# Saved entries
^^^^^^^^^^^^^^^^
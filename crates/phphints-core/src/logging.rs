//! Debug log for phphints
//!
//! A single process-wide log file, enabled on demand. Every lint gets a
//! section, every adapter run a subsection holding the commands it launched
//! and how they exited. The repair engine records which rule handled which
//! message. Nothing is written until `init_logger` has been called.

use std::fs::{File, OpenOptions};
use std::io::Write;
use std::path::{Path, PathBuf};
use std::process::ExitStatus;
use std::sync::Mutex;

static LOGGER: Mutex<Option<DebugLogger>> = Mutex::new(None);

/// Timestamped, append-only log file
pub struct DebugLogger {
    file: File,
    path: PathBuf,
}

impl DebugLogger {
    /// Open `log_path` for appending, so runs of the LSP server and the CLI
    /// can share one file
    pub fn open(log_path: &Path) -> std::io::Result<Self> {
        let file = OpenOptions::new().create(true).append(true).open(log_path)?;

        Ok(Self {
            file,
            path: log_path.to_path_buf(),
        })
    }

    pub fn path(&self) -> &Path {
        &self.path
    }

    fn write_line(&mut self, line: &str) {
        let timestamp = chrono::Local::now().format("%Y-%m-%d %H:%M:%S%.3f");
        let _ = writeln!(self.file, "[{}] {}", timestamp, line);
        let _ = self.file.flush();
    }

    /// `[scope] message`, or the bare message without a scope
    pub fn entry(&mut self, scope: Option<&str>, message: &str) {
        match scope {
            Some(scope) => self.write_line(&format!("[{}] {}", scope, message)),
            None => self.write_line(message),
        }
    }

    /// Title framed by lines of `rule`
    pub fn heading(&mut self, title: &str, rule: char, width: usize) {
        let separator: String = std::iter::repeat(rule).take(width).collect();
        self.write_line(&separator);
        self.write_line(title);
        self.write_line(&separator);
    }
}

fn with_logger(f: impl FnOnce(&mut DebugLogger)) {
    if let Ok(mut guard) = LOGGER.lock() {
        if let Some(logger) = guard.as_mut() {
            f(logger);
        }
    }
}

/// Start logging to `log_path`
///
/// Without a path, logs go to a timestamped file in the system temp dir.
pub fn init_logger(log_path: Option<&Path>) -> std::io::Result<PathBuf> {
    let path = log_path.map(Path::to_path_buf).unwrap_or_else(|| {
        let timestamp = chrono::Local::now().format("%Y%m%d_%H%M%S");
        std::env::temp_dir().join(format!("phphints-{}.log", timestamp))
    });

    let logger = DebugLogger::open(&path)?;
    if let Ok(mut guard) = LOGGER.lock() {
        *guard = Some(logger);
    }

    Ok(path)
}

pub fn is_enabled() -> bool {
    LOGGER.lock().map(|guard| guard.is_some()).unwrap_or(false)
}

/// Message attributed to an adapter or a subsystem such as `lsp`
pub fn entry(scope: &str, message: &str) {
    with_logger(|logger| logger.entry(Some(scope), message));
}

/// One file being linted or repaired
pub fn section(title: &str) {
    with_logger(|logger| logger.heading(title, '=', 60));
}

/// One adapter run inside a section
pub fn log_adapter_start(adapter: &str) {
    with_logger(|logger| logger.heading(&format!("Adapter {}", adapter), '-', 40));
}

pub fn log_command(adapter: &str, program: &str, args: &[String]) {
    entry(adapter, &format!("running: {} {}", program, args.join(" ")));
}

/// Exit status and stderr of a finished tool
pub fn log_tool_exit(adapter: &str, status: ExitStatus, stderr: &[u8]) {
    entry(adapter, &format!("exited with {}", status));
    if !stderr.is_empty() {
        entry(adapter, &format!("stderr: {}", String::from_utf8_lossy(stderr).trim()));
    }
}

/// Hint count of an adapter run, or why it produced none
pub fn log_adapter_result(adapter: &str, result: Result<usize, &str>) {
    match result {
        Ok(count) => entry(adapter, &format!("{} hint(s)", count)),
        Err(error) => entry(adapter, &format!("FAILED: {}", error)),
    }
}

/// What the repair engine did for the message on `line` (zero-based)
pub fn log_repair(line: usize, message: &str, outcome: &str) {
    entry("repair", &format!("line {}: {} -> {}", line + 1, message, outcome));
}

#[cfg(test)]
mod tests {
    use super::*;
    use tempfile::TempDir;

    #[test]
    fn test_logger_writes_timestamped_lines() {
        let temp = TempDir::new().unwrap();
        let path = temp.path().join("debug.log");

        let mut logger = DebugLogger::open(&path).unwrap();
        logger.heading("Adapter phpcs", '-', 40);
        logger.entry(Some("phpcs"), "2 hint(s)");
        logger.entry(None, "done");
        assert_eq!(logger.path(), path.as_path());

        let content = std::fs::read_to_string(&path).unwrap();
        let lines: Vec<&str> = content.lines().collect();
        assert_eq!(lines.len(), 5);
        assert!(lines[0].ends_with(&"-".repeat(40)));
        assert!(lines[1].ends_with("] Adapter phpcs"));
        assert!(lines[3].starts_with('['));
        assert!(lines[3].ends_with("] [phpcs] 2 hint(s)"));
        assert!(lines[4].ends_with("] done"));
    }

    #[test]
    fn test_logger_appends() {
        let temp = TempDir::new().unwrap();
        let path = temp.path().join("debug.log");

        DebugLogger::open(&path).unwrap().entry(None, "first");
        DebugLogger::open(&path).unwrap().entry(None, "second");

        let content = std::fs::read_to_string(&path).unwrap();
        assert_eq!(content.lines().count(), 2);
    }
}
^^^^^^^^^^^^^^^^
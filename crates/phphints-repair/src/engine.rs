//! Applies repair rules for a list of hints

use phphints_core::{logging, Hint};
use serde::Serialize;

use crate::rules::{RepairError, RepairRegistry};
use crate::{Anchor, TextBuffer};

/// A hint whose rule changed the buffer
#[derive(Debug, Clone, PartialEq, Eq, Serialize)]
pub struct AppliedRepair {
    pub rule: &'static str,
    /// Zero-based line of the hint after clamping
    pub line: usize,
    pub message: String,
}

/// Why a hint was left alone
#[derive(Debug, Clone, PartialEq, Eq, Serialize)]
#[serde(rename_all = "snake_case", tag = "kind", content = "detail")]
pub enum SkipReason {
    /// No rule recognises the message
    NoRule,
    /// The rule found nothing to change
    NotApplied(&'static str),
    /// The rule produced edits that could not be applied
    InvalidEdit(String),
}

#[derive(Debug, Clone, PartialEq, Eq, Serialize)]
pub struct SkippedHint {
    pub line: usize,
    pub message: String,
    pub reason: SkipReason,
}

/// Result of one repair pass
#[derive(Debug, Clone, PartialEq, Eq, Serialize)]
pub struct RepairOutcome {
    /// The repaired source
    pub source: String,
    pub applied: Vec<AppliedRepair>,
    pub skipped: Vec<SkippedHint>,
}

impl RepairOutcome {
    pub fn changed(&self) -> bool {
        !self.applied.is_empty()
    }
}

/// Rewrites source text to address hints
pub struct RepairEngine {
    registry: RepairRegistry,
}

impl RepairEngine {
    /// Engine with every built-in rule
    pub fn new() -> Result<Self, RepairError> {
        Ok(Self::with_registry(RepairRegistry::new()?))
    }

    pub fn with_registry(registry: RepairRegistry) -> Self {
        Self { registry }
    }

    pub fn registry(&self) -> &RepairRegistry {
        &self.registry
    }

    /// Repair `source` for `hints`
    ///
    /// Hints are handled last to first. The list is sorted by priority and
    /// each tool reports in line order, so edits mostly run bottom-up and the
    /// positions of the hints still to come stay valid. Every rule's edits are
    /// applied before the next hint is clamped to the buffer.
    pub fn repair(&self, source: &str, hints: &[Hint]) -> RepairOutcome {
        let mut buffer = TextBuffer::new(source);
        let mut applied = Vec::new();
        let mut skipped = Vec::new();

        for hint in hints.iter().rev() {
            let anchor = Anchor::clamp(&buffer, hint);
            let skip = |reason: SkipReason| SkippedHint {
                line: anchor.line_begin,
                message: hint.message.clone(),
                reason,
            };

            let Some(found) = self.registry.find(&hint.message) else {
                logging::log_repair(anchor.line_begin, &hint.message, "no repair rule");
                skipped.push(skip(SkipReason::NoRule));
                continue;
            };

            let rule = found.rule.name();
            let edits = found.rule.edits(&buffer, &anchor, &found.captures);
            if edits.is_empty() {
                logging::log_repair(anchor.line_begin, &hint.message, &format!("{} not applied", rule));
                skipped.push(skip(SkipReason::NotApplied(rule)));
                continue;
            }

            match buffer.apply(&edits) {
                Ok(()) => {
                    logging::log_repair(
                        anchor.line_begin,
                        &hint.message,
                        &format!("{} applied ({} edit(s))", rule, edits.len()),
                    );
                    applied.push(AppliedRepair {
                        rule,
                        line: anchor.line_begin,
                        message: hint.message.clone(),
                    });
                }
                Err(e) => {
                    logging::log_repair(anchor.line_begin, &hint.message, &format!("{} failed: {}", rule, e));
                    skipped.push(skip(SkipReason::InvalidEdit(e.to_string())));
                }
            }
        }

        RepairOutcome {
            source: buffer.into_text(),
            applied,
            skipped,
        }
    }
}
^^^^^^^^^^^^^^^^
# What you should do
If the string "PathBuf" is in a line of the entries, pick that line out.

# Expected answer
use std::path::{Path, PathBuf};
    path: PathBuf,
pub fn init_logger(log_path: Option<&Path>) -> std::io::Result<PathBuf> {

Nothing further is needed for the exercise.